The only way to gain meaningful lumps of experience is to land the finishing blow on a foe and so battles become puzzles in which you employ your warriors' abilities, items and spells to ensure the wizard and elf get their fair share of kills and aren't left trailing the heavy-hitting warriors. Inevitably, the repetition of dungeon tiles, enemy types, quest descriptions and all the pointing and clicking eventually begins to wear thin. Curiously, this is alleviated and exacerbated in equal measure by Warhammer Quest's reliance on microtransactions.
The base game features one of the total three areas available, which carries nine story missions and a host of side quests. This represents upwards of 15 hours of play and could be considered good value for money were it not for the fact that some of what lurks in the microtransaction menu feels like it's been cut from the game rather than representing genuine additions. It's a wildly imbalanced offering, with new heroes and region packs adding many additional hours of game play and seemingly generous by comparison to the dungeon packs, which add a handful of tiles and some much need monster variety into the base game. The worst offender, however, are the premium rare weapons, which are so overpowered that they destroy the balance of the game's opening hours.
The deluxe version of the game includes all of these additions for half the price of buying them separately, and at £19.99 offers upwards of 30 hours of play. Ultimately, though, the piecemeal structure of its content and pricing belies its digital roots as a mobile game, where its cheaper asking price represents significantly better value than it does on PC.
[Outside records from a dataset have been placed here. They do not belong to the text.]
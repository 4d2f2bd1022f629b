//! Tests for the composed variant registry: derived-set invariants,
//! composition monotonicity, and the HTML5 add/remove lists.

use strum::IntoEnumIterator;
use vellum_schema::attr_groups::{FORM_TAGS, SELF_CLOSING_TAGS};
use vellum_schema::{Doctype, Variant, resolve};

// ========== derived sets ==========

#[test]
fn test_tags_match_table_keys() {
    for variant in Variant::iter() {
        let tagset = resolve(variant);
        for tag in tagset.tags() {
            assert!(
                tagset.allowed_attributes(tag).is_some(),
                "{variant}: `{tag}` in tags but not in table"
            );
        }
        assert!(tagset.contains("div"));
        assert!(!tagset.contains("blink"));
    }
}

#[test]
fn test_forms_are_tags_intersected_with_form_tags() {
    for variant in Variant::iter() {
        let tagset = resolve(variant);
        let expected: Vec<&str> = FORM_TAGS
            .iter()
            .copied()
            .filter(|t| tagset.contains(t))
            .collect();
        assert_eq!(tagset.forms().len(), expected.len(), "{variant}");
        for tag in expected {
            assert!(tagset.is_form_tag(tag), "{variant}: `{tag}` missing from forms");
        }
        for tag in tagset.forms() {
            assert!(FORM_TAGS.contains(tag), "{variant}: `{tag}` is not a form tag");
            assert!(tagset.contains(tag));
        }
    }
}

#[test]
fn test_self_closing_are_tags_intersected_with_global_set() {
    for variant in Variant::iter() {
        let tagset = resolve(variant);
        let expected: Vec<&str> = SELF_CLOSING_TAGS
            .iter()
            .copied()
            .filter(|t| tagset.contains(t))
            .collect();
        assert_eq!(tagset.self_closing().len(), expected.len(), "{variant}");
        for tag in expected {
            assert!(tagset.is_self_closing(tag), "{variant}: `{tag}` missing");
        }
    }
}

#[test]
fn test_frame_self_closing_only_where_present() {
    assert!(!resolve(Variant::XhtmlStrict).is_self_closing("frame"));
    assert!(resolve(Variant::XhtmlFrameset).is_self_closing("frame"));
    assert!(!resolve(Variant::Html5).is_self_closing("frame"));
}

// ========== composition ==========

#[test]
fn test_transitional_is_superset_of_strict() {
    let strict = resolve(Variant::XhtmlStrict);
    let transitional = resolve(Variant::XhtmlTransitional);
    for tag in strict.tags() {
        assert!(transitional.contains(tag), "`{tag}` lost in Transitional");
    }
    assert!(transitional.tags().len() > strict.tags().len());
}

#[test]
fn test_frameset_is_superset_of_transitional() {
    let transitional = resolve(Variant::XhtmlTransitional);
    let frameset = resolve(Variant::XhtmlFrameset);
    for tag in transitional.tags() {
        assert!(frameset.contains(tag), "`{tag}` lost in Frameset");
    }
    assert!(frameset.contains("frame"));
    assert!(frameset.contains("frameset"));
    assert!(!transitional.contains("frameset"));
}

#[test]
fn test_transitional_new_tags() {
    let strict = resolve(Variant::XhtmlStrict);
    let transitional = resolve(Variant::XhtmlTransitional);
    for tag in ["strike", "center", "u", "iframe", "font", "applet", "isindex"] {
        assert!(!strict.contains(tag), "`{tag}` should not be Strict");
        assert!(transitional.contains(tag), "`{tag}` should be Transitional");
    }
}

#[test]
fn test_transitional_layers_attributes_onto_strict_tags() {
    let strict = resolve(Variant::XhtmlStrict);
    let transitional = resolve(Variant::XhtmlTransitional);
    assert!(!strict.allows_attribute("a", "target"));
    assert!(transitional.allows_attribute("a", "target"));
    assert!(!strict.allows_attribute("body", "bgcolor"));
    assert!(transitional.allows_attribute("body", "bgcolor"));
    assert!(transitional.allows_attribute("hr", "noshade"));
    assert!(transitional.allows_attribute("script", "language"));
}

// ========== HTML5 ==========

#[test]
fn test_html5_excludes_obsolete_tags() {
    let html5 = resolve(Variant::Html5);
    for tag in [
        "basefont", "big", "center", "font", "strike", "tt", // presentational
        "frame", "frameset", "noframes", // accessibility-harmful
        "acronym", "applet", "isindex", "dir", // confusing or obsolete
    ] {
        assert!(!html5.contains(tag), "`{tag}` must not be in HTML5");
    }
}

#[test]
fn test_html5_includes_semantic_tags() {
    let html5 = resolve(Variant::Html5);
    for tag in [
        "article", "aside", "audio", "canvas", "datalist", "details", "figure", "footer",
        "header", "hgroup", "mark", "meter", "nav", "output", "progress", "section", "time",
        "video",
    ] {
        assert!(html5.contains(tag), "`{tag}` missing from HTML5");
    }
}

#[test]
fn test_html5_attribute_additions_layered_last() {
    let html5 = resolve(Variant::Html5);
    assert!(html5.allows_attribute("div", "role"));
    assert!(html5.allows_attribute("meta", "charset"));
    let transitional = resolve(Variant::XhtmlTransitional);
    assert!(!transitional.allows_attribute("div", "role"));
    assert!(!transitional.allows_attribute("meta", "charset"));
}

// ========== attribute lists ==========

#[test]
fn test_duplicate_accept_is_harmless_for_membership() {
    // `accept` appears twice in the composed `form` list; only
    // membership is contractual.
    for variant in Variant::iter() {
        let tagset = resolve(variant);
        assert!(tagset.allows_attribute("form", "accept"), "{variant}");
    }
}

#[test]
fn test_unknown_tag_has_no_whitelist() {
    let tagset = resolve(Variant::XhtmlStrict);
    assert!(tagset.allowed_attributes("blink").is_none());
    assert!(!tagset.allows_attribute("blink", "id"));
}

// ========== document metadata ==========

#[test]
fn test_xhtml_doctypes() {
    let strict = resolve(Variant::XhtmlStrict).doctype();
    assert_eq!(
        strict,
        Some(Doctype::Public {
            public_id: "-//W3C//DTD XHTML 1.0 Strict//EN",
            system_id: "http://www.w3.org/TR/xhtml1/DTD/xhtml1-strict.dtd",
        })
    );
    let frameset = resolve(Variant::XhtmlFrameset).doctype();
    assert_eq!(
        frameset,
        Some(Doctype::Public {
            public_id: "-//W3C//DTD XHTML 1.0 Frameset//EN",
            system_id: "http://www.w3.org/TR/xhtml1/DTD/xhtml1-frameset.dtd",
        })
    );
}

#[test]
fn test_html5_metadata_inherits_doctype_only() {
    let html5 = resolve(Variant::Html5);
    assert_eq!(html5.doctype(), None);
    assert_eq!(html5.output_xml_instruction(), Some(false));
    assert_eq!(html5.root_attributes(), Some(&[("lang", "en")][..]));
}

#[test]
fn test_xhtml_variants_inherit_session_defaults() {
    for variant in [
        Variant::XhtmlStrict,
        Variant::XhtmlTransitional,
        Variant::XhtmlFrameset,
    ] {
        let tagset = resolve(variant);
        assert_eq!(tagset.output_xml_instruction(), None, "{variant}");
        assert_eq!(tagset.root_attributes(), None, "{variant}");
        assert!(tagset.doctype().is_some(), "{variant}");
    }
}

// ========== variant names ==========

#[test]
fn test_variant_names_round_trip() {
    for variant in Variant::iter() {
        let name = variant.to_string();
        assert_eq!(name.parse::<Variant>(), Ok(variant), "{name}");
    }
    assert_eq!("html5".parse::<Variant>(), Ok(Variant::Html5));
    assert_eq!("xhtml-strict".parse::<Variant>(), Ok(Variant::XhtmlStrict));
}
Warhammer Quest is a competent example of a digital board game but in trying to sand its sharp edges and ensure that it's accessible to all, Rodeo has oversimplified the already slight source material. It's a shame, because the developer has the passion and ability to approximate the tabletop experience and it would be interesting to see how it might handle another of the Games Workshop properties if developing it from the ground-up as a PC title. The extra scope and resources afforded by the platform could allow a more in-depth title than this tablet to PC port represents. As it stands, Warhammer Quest falls somewhere between offering a compelling experience for brand new players and delivering the heady hit of nostalgia that old hands crave. It's worth a look, but it's hard to recommend this PC version over its tablet counterpart.